The successful completion of Uruguay Round of GATT, leading to the establishment of the
World Trade Organization and expansion of European Union further creates multinationals that
require a uniform accounting reporting standards.
As claimed by Alexander and Nobles (2008), the increasingly global nature of capital markets
also triggered a demand for a uniform accounting standards. They claim that if businesses are
multinational in scope, it is likely that they will wish and need to raise their capital in many
different countries. And they are assisted in this by increasing competition among the capital
markets, each anxious to increase its share of world business. Indeed, competition among the
capital markets may the strongest factor in encouraging a change of attitude by national
regulators towards International Accounting Standards. And the strongest capital markets see the
ability to accept International Accounting Standards as enabling them to compete more
effectively: the need to prepare extra accounts to have a cross-border about the desirability of
allowing domestic companies to use international standards for domestic companies may be
content with the stock exchange quotations in other countries and see no need for a quotation on
the domestic exchange.
Moreover, Kirk (2005) also states that the trends towards greater globalisation, the motivation of
companies for seeking a uniform accounting system are strong.
If companies have to prepare their accounts according to several different sets of rules, in order
to communicate with investors in the various capital markets in which they operate, or for other
national purposes, they incur a considerable cost penalty.
The importance of international accounting harmonization is now widely accepted for several
reasons (Alexander and Nobes 2008).

First, the rapid development of international capital markets is strengthening their

dominant role as economic resource distributor.

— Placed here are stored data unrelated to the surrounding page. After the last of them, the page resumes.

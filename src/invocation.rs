//! Test cases for shape functions and their projection into shape-space and
//! real-space arguments.

use std::error::Error;
use std::fmt;

use crate::placeholder::{ElementKind, Placeholder, RealTensor};

/// Argument passed to a shape function or operator.
///
/// `T` is the type used for tensor arguments. Invocations are declared with
/// [`Placeholder`] tensors, which are replaced by shape descriptors or real
/// tensors when the invocation is projected.
#[derive(Clone, Debug, PartialEq)]
pub enum Arg<T> {
    Tensor(T),
    Int(i64),
    Float(f64),
    Bool(bool),
    Str(String),
    None,
    List(Vec<Arg<T>>),
}

impl<T> Arg<T> {
    /// Convert the tensors in this argument using `f`, preserving the
    /// structure of nested lists.
    pub fn try_map<U, E, F: FnMut(&T) -> Result<U, E>>(&self, f: &mut F) -> Result<Arg<U>, E> {
        let arg = match self {
            Arg::Tensor(t) => Arg::Tensor(f(t)?),
            Arg::Int(x) => Arg::Int(*x),
            Arg::Float(x) => Arg::Float(*x),
            Arg::Bool(x) => Arg::Bool(*x),
            Arg::Str(x) => Arg::Str(x.clone()),
            Arg::None => Arg::None,
            Arg::List(items) => Arg::List(
                items
                    .iter()
                    .map(|item| item.try_map(f))
                    .collect::<Result<_, _>>()?,
            ),
        };
        Ok(arg)
    }
}

impl<T> From<i32> for Arg<T> {
    fn from(x: i32) -> Self {
        Arg::Int(x as i64)
    }
}

impl<T> From<i64> for Arg<T> {
    fn from(x: i64) -> Self {
        Arg::Int(x)
    }
}

impl<T> From<f64> for Arg<T> {
    fn from(x: f64) -> Self {
        Arg::Float(x)
    }
}

impl<T> From<bool> for Arg<T> {
    fn from(x: bool) -> Self {
        Arg::Bool(x)
    }
}

impl<T> From<&str> for Arg<T> {
    fn from(x: &str) -> Self {
        Arg::Str(x.to_string())
    }
}

impl From<Placeholder> for Arg<Placeholder> {
    fn from(p: Placeholder) -> Self {
        Arg::Tensor(p)
    }
}

impl<T: fmt::Display> fmt::Display for Arg<T> {
    fn fmt(&self, f: &mut fmt::Formatter) -> fmt::Result {
        match self {
            Arg::Tensor(t) => write!(f, "{}", t),
            Arg::Int(x) => write!(f, "{}", x),
            Arg::Float(x) => write!(f, "{:?}", x),
            Arg::Bool(x) => write!(f, "{}", x),
            Arg::Str(x) => write!(f, "{:?}", x),
            Arg::None => write!(f, "None"),
            Arg::List(items) => {
                write!(f, "[")?;
                for (i, item) in items.iter().enumerate() {
                    if i > 0 {
                        write!(f, ", ")?;
                    }
                    write!(f, "{}", item)?;
                }
                write!(f, "]")
            }
        }
    }
}

/// Placeholder for a float tensor with a given shape.
pub fn tensor(shape: &[usize]) -> Arg<Placeholder> {
    Arg::Tensor(Placeholder::new(shape, ElementKind::Float32))
}

/// Placeholder for an int64 tensor with a given shape.
pub fn long_tensor(shape: &[usize]) -> Arg<Placeholder> {
    Arg::Tensor(Placeholder::new(shape, ElementKind::Int64))
}

/// Placeholder for a boolean tensor with a given shape.
pub fn bool_tensor(shape: &[usize]) -> Arg<Placeholder> {
    Arg::Tensor(Placeholder::new(shape, ElementKind::Bool))
}

/// List argument.
pub fn list<T>(items: impl IntoIterator<Item = Arg<T>>) -> Arg<T> {
    Arg::List(items.into_iter().collect())
}

/// List of integers.
pub fn ints<T>(values: &[i64]) -> Arg<T> {
    Arg::List(values.iter().map(|&x| Arg::Int(x)).collect())
}

/// Errors when projecting an invocation's arguments.
#[derive(Clone, Debug, PartialEq)]
pub enum ProjectionError {
    /// A keyword argument contained a tensor. Keyword arguments are passed
    /// unchanged to both sides so they may only contain scalars.
    TensorKeyword(String),
}

impl fmt::Display for ProjectionError {
    fn fmt(&self, f: &mut fmt::Formatter) -> fmt::Result {
        match self {
            ProjectionError::TensorKeyword(name) => {
                write!(f, "keyword argument \"{}\" contains a tensor", name)
            }
        }
    }
}

impl Error for ProjectionError {}

/// Arguments for a call to a shape function or operator.
#[derive(Clone, Debug, PartialEq)]
pub struct CallArgs<T> {
    pub positional: Vec<Arg<T>>,
    pub keywords: Vec<(String, Arg<T>)>,
}

/// A test case for a shape function.
///
/// An invocation describes the arguments for one call and whether the call
/// is expected to fail. The same arguments are passed to the shape function,
/// with tensors replaced by their shapes, and to the operator, with tensors
/// replaced by real values.
#[derive(Clone, Debug, PartialEq)]
pub struct Invocation {
    args: Vec<Arg<Placeholder>>,
    kwargs: Vec<(String, Arg<Placeholder>)>,
    expect_error: bool,
}

impl Invocation {
    /// Create an invocation which is expected to succeed.
    pub fn new(args: impl IntoIterator<Item = Arg<Placeholder>>) -> Invocation {
        Invocation {
            args: args.into_iter().collect(),
            kwargs: Vec::new(),
            expect_error: false,
        }
    }

    /// Create an invocation which is expected to fail for both the shape
    /// function and the operator.
    pub fn error(args: impl IntoIterator<Item = Arg<Placeholder>>) -> Invocation {
        Invocation {
            expect_error: true,
            ..Invocation::new(args)
        }
    }

    /// Add a keyword argument.
    pub fn kwarg(mut self, name: &str, value: impl Into<Arg<Placeholder>>) -> Invocation {
        self.kwargs.push((name.to_string(), value.into()));
        self
    }

    pub fn expect_error(&self) -> bool {
        self.expect_error
    }

    /// Return arguments for the shape function.
    pub fn to_shape_args(&self) -> Result<CallArgs<Vec<usize>>, ProjectionError> {
        self.project(Placeholder::to_shape)
    }

    /// Return arguments for the operator.
    pub fn to_real_args(&self) -> Result<CallArgs<RealTensor>, ProjectionError> {
        self.project(Placeholder::to_tensor)
    }

    fn project<T>(
        &self,
        mut convert: impl FnMut(&Placeholder) -> T,
    ) -> Result<CallArgs<T>, ProjectionError> {
        let positional = self
            .args
            .iter()
            .map(|arg| arg.try_map(&mut |p| Ok::<_, ProjectionError>(convert(p))))
            .collect::<Result<_, _>>()?;

        let keywords = self
            .kwargs
            .iter()
            .map(|(name, arg)| {
                let value =
                    arg.try_map(&mut |_| Err(ProjectionError::TensorKeyword(name.clone())))?;
                Ok::<_, ProjectionError>((name.clone(), value))
            })
            .collect::<Result<_, _>>()?;

        Ok(CallArgs {
            positional,
            keywords,
        })
    }
}

impl fmt::Display for Invocation {
    fn fmt(&self, f: &mut fmt::Formatter) -> fmt::Result {
        let name = if self.expect_error {
            "ErrorInvocation"
        } else {
            "Invocation"
        };
        write!(f, "{}(", name)?;
        let mut first = true;
        for arg in &self.args {
            if !first {
                write!(f, ", ")?;
            }
            first = false;
            write!(f, "{}", arg)?;
        }
        for (name, arg) in &self.kwargs {
            if !first {
                write!(f, ", ")?;
            }
            first = false;
            write!(f, "{}={}", name, arg)?;
        }
        write!(f, ")")
    }
}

How information disclosed to the market
is a central issue in ensuring market efficiency.

Second, the increasing frequent cross-listing of multinationals generate an urgent need

for a single universal set of accounting standards for these firms in order to reduce
information production costs and send out a unified, reliable message to the market.

Third, the activities of institutional investors are becoming increasingly

internationalized. Their presence in foreign markets is forcing domestic listed firms to
play the accounting game by global rules.